こちらで良くお世話になっていたみたいで、ってよ。

白血病かよ。

一ヶ月前まですげー元気そうだったじゃねえかよ。

お前がいつもやってたDJシミュレーションゲームは、お前が居なくなって以来、誰もやってるところ見ねーよ。

いつもスコアはデフォルトのまま。

何せお前一人で、毎日飽きもせずスコアを埋めてたからな。

一番笑えるのがウチの店長。

インカム悪い台はさっさと撤去する人間なのに、その台はお前が来ないと分かって一ヶ月近く経つのに、撤去の話が全然挙がんねーの。

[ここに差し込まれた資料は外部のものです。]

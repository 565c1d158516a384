use serde_json::Value;

/// Accepted keys for a catalogue entry's product name, in preference order.
pub const CATALOGUE_NAME_KEYS: &[&str] = &["title", "name", "product"];

/// Accepted keys for a catalogue entry's unit price.
pub const CATALOGUE_PRICE_KEYS: &[&str] = &["price"];

/// Accepted keys for a sale record's product name, in preference order.
pub const SALE_PRODUCT_KEYS: &[&str] = &["Product", "product"];

/// Accepted keys for a sale record's quantity, in preference order.
pub const SALE_QUANTITY_KEYS: &[&str] = &["Quantity", "quantity"];

/// Resolves a field from a raw record by trying `keys` in order.
///
/// Returns the value under the first key that holds something usable,
/// where JSON `null` and the empty string count as absent. Returns `None`
/// when no key does, or when `record` is not an object at all.
#[must_use]
pub fn first_present<'a>(record: &'a Value, keys: &[&str]) -> Option<&'a Value> {
    let fields = record.as_object()?;
    keys.iter()
        .filter_map(|key| fields.get(*key))
        .find(|value| is_present(value))
}

fn is_present(value: &Value) -> bool {
    match value {
        Value::Null => false,
        Value::String(s) => !s.is_empty(),
        _ => true,
    }
}

/// Coerces a raw field to a non-negative finite number.
///
/// Accepts a JSON number or a string that parses as one; both prices and
/// quantities go through this. Anything else — including negative and
/// non-finite values — is `None`.
#[must_use]
pub fn as_number(value: &Value) -> Option<f64> {
    let number = match value {
        Value::Number(n) => n.as_f64()?,
        Value::String(s) => s.trim().parse().ok()?,
        _ => return None,
    };
    (number.is_finite() && number >= 0.0).then_some(number)
}
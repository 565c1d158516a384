use std::{
    fmt::{Debug, Display},
    ops::{AddAssign, Mul},
};

/// Represents an amount of money in USD currency.
///
/// The amount is stored as a raw number of dollars and is never rounded
/// while totals accumulate; the [`Display`] implementation formats it with
/// thousands separators and exactly 2 decimal places, e.g. `$12,345.67`.
#[derive(Clone, Copy, Default, PartialEq)]
pub struct Usd(f64);

impl Usd {
    /// Returns the raw dollar amount.
    #[must_use]
    pub fn amount(self) -> f64 {
        self.0
    }
}

impl From<f64> for Usd {
    fn from(dollars: f64) -> Self {
        Self(dollars)
    }
}

impl Debug for Usd {
    fn fmt(&self, f: &mut std::fmt::Formatter<'_>) -> std::fmt::Result {
        Display::fmt(self, f)
    }
}

impl Display for Usd {
    fn fmt(&self, f: &mut std::fmt::Formatter<'_>) -> std::fmt::Result {
        let sign = if self.0 < 0.0 { "-" } else { "" };
        let fixed = format!("{:.2}", self.0.abs());
        let (dollars, cents) = fixed.split_once('.').unwrap_or((fixed.as_str(), "00"));
        let mut grouped = String::with_capacity(dollars.len() + dollars.len() / 3);
        for (i, digit) in dollars.chars().enumerate() {
            if i > 0 && (dollars.len() - i) % 3 == 0 {
                grouped.push(',');
            }
            grouped.push(digit);
        }
        write!(f, "{sign}${grouped}.{cents}")
    }
}

impl AddAssign for Usd {
    fn add_assign(&mut self, rhs: Self) {
        self.0 += rhs.0;
    }
}

impl Mul<f64> for Usd {
    type Output = Self;

    fn mul(self, rhs: f64) -> Self::Output {
        Self(self.0 * rhs)
    }
}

それどころか、そのゲームのメンテを毎日欠かさずやってんだよ。

鍵盤やターンテーブルの調子を確かめて「良しっ」とか言ってんの。

良しも何も、誰もやってねーんだから、そうそう調子が狂う訳ねーよ。

だから、さっさと戻って来いよ。

ワンモアエキストラ抜けた時の嬉しそうな笑顔を見せてくれよ。

有り得ない発狂譜面をスイスイ捌くお前が、病気で死んだなんて信じられねーんだよ。

今までありがとう、としか書いてない手紙なんか要らねーんだよ。